Current measures of severity have limited sensitivity to factors
like the frequency of the target sounds in the child’s language
and the degree of phonological diversity, which are factors
that can be assumed to affect intelligibility. By constructing
phonological filters to simulate eight speech error patterns
often observed in children, and applying these filters to a
phonologically transcribed corpus of 350K words, this study
explores three quantitative measures of phonological impact:
Percentage of Consonants Correct (PCC), edit distance, and
degree of homonymy. These metrics were related to estimated
ratings of severity collected from 34 practicing clinicians. The
results show an expected high correlation between the PCC
and edit distance metrics, but that none of the three metrics
align with clinicians’ ratings. Although these results do not
generate definite answers to what phonological factors
contribute the most to (un)intelligibility, this study
demonstrates a methodology that allows for large-scale
investigations of the interplay between phonological errors and
their impact on speech in context, within and across languages.

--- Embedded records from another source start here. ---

//! Order summary calculator
//!
//! Pure function from line item groups + delivery option + discount policy
//! + rates to an `OrderSummary`. Community orders pass one group per
//! participant; single orders pass one group. The calculation is
//! shape-independent: only the multiset of line items matters. Same inputs
//! always produce the same summary.
//!
//! # Calculation Steps
//!
//! 1. Validate rates, policy and every line item up front
//! 2. Subtotal and savings over all groups
//! 3. Delivery fee once per shared schedule + gateway fee folded in
//! 4. Discount on the subtotal, capped at `subtotal + deliveryFee`
//! 5. Tax half-up on the combined base, applied once
//! 6. `total = subtotal + deliveryFee + tax - discount`

use rust_decimal::Decimal;

use crate::error::{EngineError, EngineResult};
use shared::models::{CartItem, DeliveryOption, OrderSummary};

use super::money::{apply_rate, percent_to_rate, validate_cart_item, validate_rate};
use super::policy::DiscountPolicy;

/// Compute the order summary for one or more line item groups
///
/// The delivery fee is applied once regardless of how many groups
/// (participants) share the schedule. The gateway processing fee is folded
/// into the `delivery_fee` bucket, computed on the subtotal.
pub fn compute_summary<G: AsRef<[CartItem]>>(
    groups: &[G],
    delivery_option: &DeliveryOption,
    policy: &DiscountPolicy,
    tax_rate_percent: Decimal,
    gateway_fee_percent: Decimal,
) -> EngineResult<OrderSummary> {
    // 1. Validate everything before computing anything
    validate_rate(tax_rate_percent, "taxRate")?;
    validate_rate(gateway_fee_percent, "processingFee")?;
    policy.validate()?;
    if delivery_option.price < 0 {
        return Err(EngineError::InvalidInput(format!(
            "delivery option price must be non-negative, got {}",
            delivery_option.price
        )));
    }
    for group in groups {
        for item in group.as_ref() {
            validate_cart_item(item)?;
        }
    }

    // 2. Subtotal and savings across all groups
    let mut subtotal: i64 = 0;
    let mut savings: i64 = 0;
    for group in groups {
        for item in group.as_ref() {
            subtotal += item.line_total();
            savings += item.line_savings();
        }
    }

    // 3. Delivery fee once per shared schedule; gateway fee folds into the
    //    same bucket so it reaches the tax base exactly once
    let delivery_fee =
        delivery_option.price + apply_rate(subtotal, percent_to_rate(gateway_fee_percent));

    // 4. Discount, capped so it never exceeds subtotal + delivery fee
    let discount = policy.amount_for(subtotal).min(subtotal + delivery_fee);

    // 5. Tax half-up on the combined base, applied once (never per group)
    let tax = apply_rate(
        subtotal + delivery_fee - discount,
        percent_to_rate(tax_rate_percent),
    );

    let total = subtotal + delivery_fee + tax - discount;

    Ok(OrderSummary {
        subtotal,
        delivery_fee,
        discount,
        tax,
        total,
        savings,
    })
}
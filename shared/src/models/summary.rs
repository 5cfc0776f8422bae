//! Order Summary Model

use serde::{Deserialize, Serialize};

/// Money buckets for one order, all in minor currency units
///
/// `savings` is informational only (list-price deltas already reflected in
/// the unit prices); it is never subtracted from `total`.
#[derive(Debug, Clone, Copy, Default, Serialize, Deserialize, PartialEq, Eq)]
#[serde(rename_all = "camelCase")]
pub struct OrderSummary {
    pub subtotal: i64,
    pub delivery_fee: i64,
    pub discount: i64,
    pub tax: i64,
    pub total: i64,
    pub savings: i64,
}

impl OrderSummary {
    /// Summary arithmetic invariant:
    /// `total = subtotal + deliveryFee + tax - discount`, `savings >= 0`
    pub fn reconciles(&self) -> bool {
        self.total == self.subtotal + self.delivery_fee + self.tax - self.discount
            && self.savings >= 0
    }
}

Index Terms: speech disorders, intelligibility, child speech
1. Introduction
Children with speech sound disorders (SSDs) often exhibit
systematic errors, affecting groups of sounds or sound
patterns. For example, a child with SSD can display patterns
of stopping of fricatives, velar fronting, or consonant cluster
reductions [1]. Children with SSD may exhibit only one error
pattern, but more often, children display combinations of
speech errors [2]. In speech-language therapy, these different
types of errors need to be prioritized. Considering that the
ultimate goal of speech-language therapy is to optimize
communicative functioning, it makes sense to focus
intervention on those speech error patterns that have the most
detrimental effects on communication.
In clinical descriptions of SSDs, “severity” is a central
concept, referring to the degree to which the speech disorder
affects the child’s communication skills [3]. The most
commonly used metric of severity is the Percentage of
Consonants Correct (PCC) [4]. However, there are several
limitations associated with using the PCC as an index of
severity. For example, the measure is based on binary
evaluations of correct/incorrect production of consonants, and
therefore not sensitive to different types and degrees of
distortions/errors [5]. Although variants of the PCC metric
addressing this limitation have been suggested [6], together
with alternative measures like the Weighted Speech Sound
Accuracy (WSSA) score [5], no measure to date is based on
statistically motivated weighting of speech errors. For
example, although it may make intuitive sense to weight
deletions or additions of weak segments (e.g. glottals and
glides) half as much as errors involving strong segments (e.g.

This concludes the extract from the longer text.